__Problem__: Find the line in the entries below that contains "filename src/api/handlers/users.rs". Repeat it exactly, and every line after it through the line that contains "pub path: &'static".

___ Material for this task ___

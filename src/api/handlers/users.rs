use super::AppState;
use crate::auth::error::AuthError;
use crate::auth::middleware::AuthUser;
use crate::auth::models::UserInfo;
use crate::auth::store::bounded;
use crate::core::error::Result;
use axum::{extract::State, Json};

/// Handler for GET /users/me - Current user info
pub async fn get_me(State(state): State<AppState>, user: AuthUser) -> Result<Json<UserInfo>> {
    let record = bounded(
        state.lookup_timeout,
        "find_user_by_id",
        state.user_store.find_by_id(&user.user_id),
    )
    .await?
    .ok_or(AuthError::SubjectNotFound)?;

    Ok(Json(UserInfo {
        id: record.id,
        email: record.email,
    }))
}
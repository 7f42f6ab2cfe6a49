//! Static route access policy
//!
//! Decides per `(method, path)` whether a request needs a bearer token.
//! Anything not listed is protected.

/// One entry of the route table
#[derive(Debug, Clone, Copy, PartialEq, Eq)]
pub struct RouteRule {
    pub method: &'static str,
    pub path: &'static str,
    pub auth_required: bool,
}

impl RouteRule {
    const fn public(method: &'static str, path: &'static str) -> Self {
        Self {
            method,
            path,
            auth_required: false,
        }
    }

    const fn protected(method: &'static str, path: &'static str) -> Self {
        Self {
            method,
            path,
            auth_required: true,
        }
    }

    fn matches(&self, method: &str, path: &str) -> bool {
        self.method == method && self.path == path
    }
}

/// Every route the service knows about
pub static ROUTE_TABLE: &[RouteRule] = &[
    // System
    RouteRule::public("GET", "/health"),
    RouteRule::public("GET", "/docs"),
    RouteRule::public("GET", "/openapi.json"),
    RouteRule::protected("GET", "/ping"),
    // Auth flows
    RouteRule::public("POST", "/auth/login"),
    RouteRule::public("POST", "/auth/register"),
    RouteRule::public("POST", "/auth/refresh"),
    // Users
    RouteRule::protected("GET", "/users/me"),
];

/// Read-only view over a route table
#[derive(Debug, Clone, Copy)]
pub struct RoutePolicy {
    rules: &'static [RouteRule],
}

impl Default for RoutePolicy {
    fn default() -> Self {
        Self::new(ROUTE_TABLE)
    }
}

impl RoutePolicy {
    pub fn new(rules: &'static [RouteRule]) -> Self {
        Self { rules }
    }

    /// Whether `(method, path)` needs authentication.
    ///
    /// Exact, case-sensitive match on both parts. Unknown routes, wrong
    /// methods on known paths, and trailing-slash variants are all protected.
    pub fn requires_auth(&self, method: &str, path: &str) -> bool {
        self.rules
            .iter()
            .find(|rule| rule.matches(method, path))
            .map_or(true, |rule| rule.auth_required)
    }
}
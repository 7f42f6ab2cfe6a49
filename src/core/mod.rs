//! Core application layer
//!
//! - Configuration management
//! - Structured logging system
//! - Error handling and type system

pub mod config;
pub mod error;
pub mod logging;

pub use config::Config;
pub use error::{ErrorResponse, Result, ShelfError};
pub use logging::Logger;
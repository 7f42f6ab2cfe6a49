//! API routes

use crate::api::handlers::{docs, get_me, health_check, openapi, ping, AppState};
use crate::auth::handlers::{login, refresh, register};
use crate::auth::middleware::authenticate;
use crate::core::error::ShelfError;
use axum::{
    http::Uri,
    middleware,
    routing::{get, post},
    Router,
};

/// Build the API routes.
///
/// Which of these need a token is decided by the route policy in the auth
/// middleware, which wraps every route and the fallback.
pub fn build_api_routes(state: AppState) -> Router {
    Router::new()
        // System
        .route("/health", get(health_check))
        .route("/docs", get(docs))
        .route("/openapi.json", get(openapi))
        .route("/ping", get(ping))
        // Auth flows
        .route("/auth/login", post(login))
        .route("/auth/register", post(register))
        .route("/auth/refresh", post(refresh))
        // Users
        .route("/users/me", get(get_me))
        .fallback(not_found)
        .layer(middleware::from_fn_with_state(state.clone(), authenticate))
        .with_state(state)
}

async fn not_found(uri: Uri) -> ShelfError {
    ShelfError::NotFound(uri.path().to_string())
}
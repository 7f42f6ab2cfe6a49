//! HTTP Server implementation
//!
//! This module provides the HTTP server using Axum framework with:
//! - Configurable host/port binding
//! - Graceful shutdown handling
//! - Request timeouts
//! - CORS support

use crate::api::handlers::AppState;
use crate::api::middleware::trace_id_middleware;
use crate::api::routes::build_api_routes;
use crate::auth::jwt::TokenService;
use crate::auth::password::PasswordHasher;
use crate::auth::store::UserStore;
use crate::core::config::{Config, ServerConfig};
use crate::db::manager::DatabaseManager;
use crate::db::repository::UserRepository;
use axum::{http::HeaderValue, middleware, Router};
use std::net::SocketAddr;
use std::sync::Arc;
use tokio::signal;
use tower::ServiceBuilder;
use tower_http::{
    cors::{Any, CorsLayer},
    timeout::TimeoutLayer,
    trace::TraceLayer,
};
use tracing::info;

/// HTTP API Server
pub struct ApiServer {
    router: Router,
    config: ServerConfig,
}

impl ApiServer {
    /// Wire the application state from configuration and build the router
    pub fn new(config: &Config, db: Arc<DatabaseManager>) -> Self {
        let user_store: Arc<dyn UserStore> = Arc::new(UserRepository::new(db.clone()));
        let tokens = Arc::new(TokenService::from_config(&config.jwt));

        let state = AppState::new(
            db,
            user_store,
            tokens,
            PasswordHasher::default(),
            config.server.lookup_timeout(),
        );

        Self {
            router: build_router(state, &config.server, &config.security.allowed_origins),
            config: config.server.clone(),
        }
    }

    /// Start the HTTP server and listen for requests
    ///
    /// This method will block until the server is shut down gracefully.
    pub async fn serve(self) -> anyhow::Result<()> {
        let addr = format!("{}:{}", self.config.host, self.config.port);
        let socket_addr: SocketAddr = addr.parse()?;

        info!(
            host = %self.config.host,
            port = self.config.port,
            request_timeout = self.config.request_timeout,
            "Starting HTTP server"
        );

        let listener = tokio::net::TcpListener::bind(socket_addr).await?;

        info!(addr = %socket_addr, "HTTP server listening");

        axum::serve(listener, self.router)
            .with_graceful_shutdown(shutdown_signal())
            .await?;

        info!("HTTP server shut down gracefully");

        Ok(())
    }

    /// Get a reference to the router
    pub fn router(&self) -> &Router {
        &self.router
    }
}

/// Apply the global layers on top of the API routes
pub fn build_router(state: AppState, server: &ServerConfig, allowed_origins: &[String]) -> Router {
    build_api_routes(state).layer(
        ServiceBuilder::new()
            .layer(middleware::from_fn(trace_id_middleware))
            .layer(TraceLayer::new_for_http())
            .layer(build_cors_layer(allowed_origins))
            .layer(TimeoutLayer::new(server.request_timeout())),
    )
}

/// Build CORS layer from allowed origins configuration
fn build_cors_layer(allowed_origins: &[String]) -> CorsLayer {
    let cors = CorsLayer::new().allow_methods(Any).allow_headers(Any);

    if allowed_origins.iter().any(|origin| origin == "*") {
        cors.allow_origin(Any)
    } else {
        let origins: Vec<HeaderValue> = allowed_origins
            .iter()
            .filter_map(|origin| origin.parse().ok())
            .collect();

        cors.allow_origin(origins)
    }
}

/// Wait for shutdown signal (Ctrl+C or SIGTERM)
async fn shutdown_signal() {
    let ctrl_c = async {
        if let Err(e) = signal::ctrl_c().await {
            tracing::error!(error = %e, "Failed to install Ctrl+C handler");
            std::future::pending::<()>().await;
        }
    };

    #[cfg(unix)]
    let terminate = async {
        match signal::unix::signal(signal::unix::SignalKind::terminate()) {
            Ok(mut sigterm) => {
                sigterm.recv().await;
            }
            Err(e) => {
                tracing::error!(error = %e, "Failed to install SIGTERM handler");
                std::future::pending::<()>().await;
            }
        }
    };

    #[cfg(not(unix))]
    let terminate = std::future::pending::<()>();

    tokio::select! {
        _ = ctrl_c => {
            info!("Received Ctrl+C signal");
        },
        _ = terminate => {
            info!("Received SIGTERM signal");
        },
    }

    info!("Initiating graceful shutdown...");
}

___
___ Material for this task ___

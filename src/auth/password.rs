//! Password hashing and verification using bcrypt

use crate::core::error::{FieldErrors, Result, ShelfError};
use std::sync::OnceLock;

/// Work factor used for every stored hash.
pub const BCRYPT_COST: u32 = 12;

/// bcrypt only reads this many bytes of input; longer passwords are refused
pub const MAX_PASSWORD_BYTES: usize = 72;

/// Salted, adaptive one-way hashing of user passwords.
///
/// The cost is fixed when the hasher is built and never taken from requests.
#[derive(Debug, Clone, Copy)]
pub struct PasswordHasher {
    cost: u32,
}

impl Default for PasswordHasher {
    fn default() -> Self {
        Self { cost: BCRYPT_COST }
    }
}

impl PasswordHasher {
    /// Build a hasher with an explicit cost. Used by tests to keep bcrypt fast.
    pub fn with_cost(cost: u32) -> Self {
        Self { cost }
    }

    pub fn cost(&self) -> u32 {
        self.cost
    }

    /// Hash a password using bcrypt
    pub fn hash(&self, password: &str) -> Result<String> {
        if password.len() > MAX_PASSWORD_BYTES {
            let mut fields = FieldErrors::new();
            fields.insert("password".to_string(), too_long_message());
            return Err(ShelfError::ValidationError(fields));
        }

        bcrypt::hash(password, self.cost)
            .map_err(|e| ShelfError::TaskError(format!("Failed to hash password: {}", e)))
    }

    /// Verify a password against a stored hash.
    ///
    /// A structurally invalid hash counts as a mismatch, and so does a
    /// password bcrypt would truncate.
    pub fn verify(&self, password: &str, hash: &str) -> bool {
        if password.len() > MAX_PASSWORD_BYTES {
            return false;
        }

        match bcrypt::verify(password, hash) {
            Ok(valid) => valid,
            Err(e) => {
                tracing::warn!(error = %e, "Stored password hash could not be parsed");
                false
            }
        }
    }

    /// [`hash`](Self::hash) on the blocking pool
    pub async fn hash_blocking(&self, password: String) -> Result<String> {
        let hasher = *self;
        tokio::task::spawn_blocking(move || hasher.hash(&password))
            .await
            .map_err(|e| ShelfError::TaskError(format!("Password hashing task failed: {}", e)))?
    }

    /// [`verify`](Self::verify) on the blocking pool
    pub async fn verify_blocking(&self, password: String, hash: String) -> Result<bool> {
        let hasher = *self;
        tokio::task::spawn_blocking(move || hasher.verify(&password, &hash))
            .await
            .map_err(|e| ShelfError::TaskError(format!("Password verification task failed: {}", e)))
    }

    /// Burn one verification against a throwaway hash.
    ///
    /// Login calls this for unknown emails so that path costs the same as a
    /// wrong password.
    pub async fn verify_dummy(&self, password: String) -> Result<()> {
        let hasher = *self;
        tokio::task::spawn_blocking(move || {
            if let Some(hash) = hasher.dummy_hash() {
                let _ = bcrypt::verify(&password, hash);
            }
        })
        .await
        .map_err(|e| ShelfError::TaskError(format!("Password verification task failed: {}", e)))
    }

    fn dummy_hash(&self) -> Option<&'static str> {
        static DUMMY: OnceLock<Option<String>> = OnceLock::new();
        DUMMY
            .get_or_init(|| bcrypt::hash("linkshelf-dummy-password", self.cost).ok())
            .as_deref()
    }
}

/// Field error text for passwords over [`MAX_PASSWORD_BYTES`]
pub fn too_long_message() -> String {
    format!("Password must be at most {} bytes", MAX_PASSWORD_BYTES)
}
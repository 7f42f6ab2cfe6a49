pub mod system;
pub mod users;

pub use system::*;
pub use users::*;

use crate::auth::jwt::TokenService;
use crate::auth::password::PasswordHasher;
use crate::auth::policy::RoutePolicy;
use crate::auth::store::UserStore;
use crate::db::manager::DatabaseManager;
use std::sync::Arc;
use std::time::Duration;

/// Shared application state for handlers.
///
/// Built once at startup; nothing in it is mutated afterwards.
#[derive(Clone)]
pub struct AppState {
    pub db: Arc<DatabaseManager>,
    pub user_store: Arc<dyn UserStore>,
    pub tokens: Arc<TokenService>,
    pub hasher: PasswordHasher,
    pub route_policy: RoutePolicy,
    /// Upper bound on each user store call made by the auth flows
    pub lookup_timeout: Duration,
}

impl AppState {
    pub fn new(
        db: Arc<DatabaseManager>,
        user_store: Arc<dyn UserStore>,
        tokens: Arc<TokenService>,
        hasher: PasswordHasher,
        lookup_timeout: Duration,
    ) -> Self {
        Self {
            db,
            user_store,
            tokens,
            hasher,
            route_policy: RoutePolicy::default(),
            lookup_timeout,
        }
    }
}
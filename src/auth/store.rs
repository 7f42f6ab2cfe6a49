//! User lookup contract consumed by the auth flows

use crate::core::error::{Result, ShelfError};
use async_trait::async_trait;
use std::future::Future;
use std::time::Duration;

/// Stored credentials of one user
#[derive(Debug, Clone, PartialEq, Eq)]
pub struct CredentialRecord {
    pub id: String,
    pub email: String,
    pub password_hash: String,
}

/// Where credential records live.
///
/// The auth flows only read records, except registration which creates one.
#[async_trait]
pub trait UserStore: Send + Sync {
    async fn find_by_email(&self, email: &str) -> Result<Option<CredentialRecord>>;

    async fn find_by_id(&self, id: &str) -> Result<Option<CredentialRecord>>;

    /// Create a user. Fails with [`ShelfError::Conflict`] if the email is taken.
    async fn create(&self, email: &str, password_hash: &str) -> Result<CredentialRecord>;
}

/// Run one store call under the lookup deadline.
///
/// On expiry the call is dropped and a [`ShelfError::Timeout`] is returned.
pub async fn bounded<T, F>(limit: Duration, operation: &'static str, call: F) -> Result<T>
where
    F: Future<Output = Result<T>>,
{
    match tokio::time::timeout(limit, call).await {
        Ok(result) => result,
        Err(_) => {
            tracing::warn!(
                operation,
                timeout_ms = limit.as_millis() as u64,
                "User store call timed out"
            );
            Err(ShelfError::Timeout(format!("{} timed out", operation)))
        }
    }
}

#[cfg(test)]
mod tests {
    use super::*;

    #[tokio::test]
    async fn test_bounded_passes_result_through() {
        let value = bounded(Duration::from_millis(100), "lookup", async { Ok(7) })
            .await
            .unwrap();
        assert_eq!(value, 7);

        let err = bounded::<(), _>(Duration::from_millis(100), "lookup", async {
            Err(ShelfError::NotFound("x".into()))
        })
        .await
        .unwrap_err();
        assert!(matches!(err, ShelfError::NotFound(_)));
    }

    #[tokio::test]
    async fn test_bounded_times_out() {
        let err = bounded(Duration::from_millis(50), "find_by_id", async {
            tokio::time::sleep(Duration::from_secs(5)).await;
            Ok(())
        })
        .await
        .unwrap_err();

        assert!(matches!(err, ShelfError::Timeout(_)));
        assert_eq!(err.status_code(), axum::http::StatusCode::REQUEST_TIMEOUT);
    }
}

___

__Result of the task__:
filename src/api/handlers/users.rs
use super::AppState;
use crate::auth::error::AuthError;
use crate::auth::middleware::AuthUser;
use crate::auth::models::UserInfo;
use crate::auth::store::bounded;
use crate::core::error::Result;
use axum::{extract::State, Json};

/// Handler for GET /users/me - Current user info
pub async fn get_me(State(state): State<AppState>, user: AuthUser) -> Result<Json<UserInfo>> {
    let record = bounded(
        state.lookup_timeout,
        "find_user_by_id",
        state.user_store.find_by_id(&user.user_id),
    )
    .await?
    .ok_or(AuthError::SubjectNotFound)?;

    Ok(Json(UserInfo {
        id: record.id,
        email: record.email,
    }))
}
repository 7f42f6ab2cfe6a49
//! Static route access policy
//!
//! Decides per `(method, path)` whether a request needs a bearer token.
//! Anything not listed is protected.

/// One entry of the route table
#[derive(Debug, Clone, Copy, PartialEq, Eq)]
pub struct RouteRule {
    pub method: &'static str,
    pub path: &'static str,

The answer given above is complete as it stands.